Non deve stupire la progressiva dissoluzione del M5s, di cui parlo oggi con Marco Tarchi nella newsletter riservata agli abbonati. Certo, la velocità con cui si sta configurando resta impressionante:
“L’istituzionalizzazione non poteva essere evitata, ma colpisce la rapidità con cui tanti ‘uomini (e donne) nuovi’ portati dal M5S in parlamento si sono affezionati ai privilegi della carica. La classica storia dell’incendiario che diventa pompiere”,
mi dice l’eminente politologo, tra i massimi studiosi europei di populismo.
La storia politica è piena di rottamatori che volevano usare il lanciafiamme contro i micronotabili e poi si sono trovati ad adoperare l’idrante proprio perché non potevano fare a meno dei cacicchi.
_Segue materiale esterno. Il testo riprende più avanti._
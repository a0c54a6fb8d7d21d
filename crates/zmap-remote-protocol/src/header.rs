//! Message header frame.
//!
//! ```text
//! REQUEST req-17/2 1370963384,123456
//! ^kind   ^id    ^retry ^timestamp
//! ```

use std::fmt;
use std::str::FromStr;

use zmap_remote_core::RequestTime;

use crate::error::{ProtocolError, ProtocolResult};

/// Whether a message is a request or a reply.
#[derive(Debug, Clone, Copy, PartialEq, Eq, Hash)]
pub enum MessageKind {
    Request,
    Reply,
}

impl MessageKind {
    pub fn as_str(&self) -> &'static str {
        match self {
            Self::Request => "REQUEST",
            Self::Reply => "REPLY",
        }
    }
}

impl fmt::Display for MessageKind {
    fn fmt(&self, f: &mut fmt::Formatter<'_>) -> fmt::Result {
        f.write_str(self.as_str())
    }
}

/// Parsed header frame.
#[derive(Debug, Clone, PartialEq, Eq)]
pub struct MessageHeader {
    pub kind: MessageKind,
    pub request_id: String,
    /// Attempt number, starting at 1 for the first send.
    pub retry: u32,
    pub timestamp: RequestTime,
}

impl MessageHeader {
    /// Header for the first attempt of a request.
    pub fn request(request_id: impl Into<String>, timestamp: RequestTime) -> Self {
        Self {
            kind: MessageKind::Request,
            request_id: request_id.into(),
            retry: 1,
            timestamp,
        }
    }

    /// Header for a reply. Replies are never retried so the number is always 1.
    pub fn reply(request_id: impl Into<String>, timestamp: RequestTime) -> Self {
        Self {
            kind: MessageKind::Reply,
            request_id: request_id.into(),
            retry: 1,
            timestamp,
        }
    }

    /// Same header with a different attempt number.
    #[must_use]
    pub fn with_retry(&self, retry: u32) -> Self {
        Self {
            retry,
            ..self.clone()
        }
    }

    pub fn is_request(&self) -> bool {
        self.kind == MessageKind::Request
    }

    pub fn parse(text: &str) -> ProtocolResult<Self> {
        let mut parts = text.split_whitespace();
        let (Some(kind), Some(id_retry), Some(time), None) =
            (parts.next(), parts.next(), parts.next(), parts.next())
        else {
            return Err(ProtocolError::invalid_header(
                text,
                "expected three space separated fields",
            ));
        };

        let kind = match kind {
            "REQUEST" => MessageKind::Request,
            "REPLY" => MessageKind::Reply,
            other => {
                return Err(ProtocolError::invalid_header(
                    text,
                    format!("unknown message kind {other:?}"),
                ));
            }
        };

        let (request_id, retry) = id_retry
            .rsplit_once('/')
            .ok_or_else(|| ProtocolError::invalid_header(text, "missing '/' before retry"))?;
        if request_id.is_empty() {
            return Err(ProtocolError::invalid_header(text, "empty request id"));
        }
        let retry: u32 = retry
            .parse()
            .map_err(|_| ProtocolError::invalid_header(text, "retry is not a number"))?;

        let timestamp = RequestTime::parse(time)
            .map_err(|e| ProtocolError::invalid_header(text, e.to_string()))?;

        Ok(Self {
            kind,
            request_id: request_id.to_string(),
            retry,
            timestamp,
        })
    }
}

impl fmt::Display for MessageHeader {
    fn fmt(&self, f: &mut fmt::Formatter<'_>) -> fmt::Result {
        write!(
            f,
            "{} {}/{} {}",
            self.kind, self.request_id, self.retry, self.timestamp
        )
    }
}

impl FromStr for MessageHeader {
    type Err = ProtocolError;

    fn from_str(s: &str) -> Result<Self, Self::Err> {
        Self::parse(s)
    }
}

#[cfg(test)]
mod tests {
    use super::*;

    #[test]
    fn display_format() {
        let header = MessageHeader::request("req-1", RequestTime::new(100, 0));
        insta::assert_snapshot!(header.to_string(), @"REQUEST req-1/1 100,000000");
        insta::assert_snapshot!(header.with_retry(3).to_string(), @"REQUEST req-1/3 100,000000");
    }

    #[test]
    fn parse_reply_with_dot_time() {
        let header = MessageHeader::parse("REPLY req-1/1 100.050").unwrap();
        assert_eq!(header.kind, MessageKind::Reply);
        assert_eq!(header.request_id, "req-1");
        assert_eq!(header.retry, 1);
        assert_eq!(header.timestamp, RequestTime::new(100, 50_000));
    }

    #[test]
    fn parse_keeps_slashes_in_id() {
        let header = MessageHeader::parse("REQUEST zmap/peer/9/4 1,000001").unwrap();
        assert_eq!(header.request_id, "zmap/peer/9");
        assert_eq!(header.retry, 4);
    }

    #[test]
    fn parse_errors() {
        for bad in [
            "",
            "REQUEST req-1/1",
            "REQUEST req-1/1 1,0 extra",
            "ANSWER req-1/1 1,0",
            "REQUEST req-1 1,0",
            "REQUEST /1 1,0",
            "REQUEST req-1/x 1,0",
            "REQUEST req-1/1 yesterday",
        ] {
            assert!(
                matches!(
                    MessageHeader::parse(bad),
                    Err(ProtocolError::InvalidHeader { .. })
                ),
                "{bad:?} should not parse"
            );
        }
    }
}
Il punto è che se la tua fortuna dipende solo dalla tensione politico-sociale che riesci a instaurare e mantenere fuori dal Palazzo, allora non hai margini di crescita. È un problema che ha colpito anche Renzi (ed è una delle questioni che vorrei affrontare in un seguito del pezzo sul “viale di Rignano”): una volta sparata la pallottola dell’outsider, non si può mantenere lo stesso schema. Altrimenti c’è la certezza – non il rischio – di essere travolti.
Beffarda la politica, eh? I Cinque stelle – giunti ormai alla fase “che fai, mi cacci?” – si sono innamorati della “casta” che dicevano di odiare (non da ora, peraltro). Varrebbe la pena passare in rassegna gli ultimi anni di potere grillino e ricostruire i vari passaggi.
Ma vi ricordate l’incredibile vicenda di Giulia Sarti, ormai sepolta sotto le macerie? Mi è tornata in mente leggendo le cronache di queste ore sugli scazzi interni al M5s. Un caso esemplare, che forse riassume tutto la vicenda del partito di Grillo e Casaleggio.
Giulia Sarti è il Movimento cinque stelle, un partito che mette a punto leggi da cerbero della morale indicando la presunta differenza fra la casta e l’anticasta, anche se alla fine il risultato è che pure i parlamentari grillini semplicemente coltivano il desiderio di essere come tutti.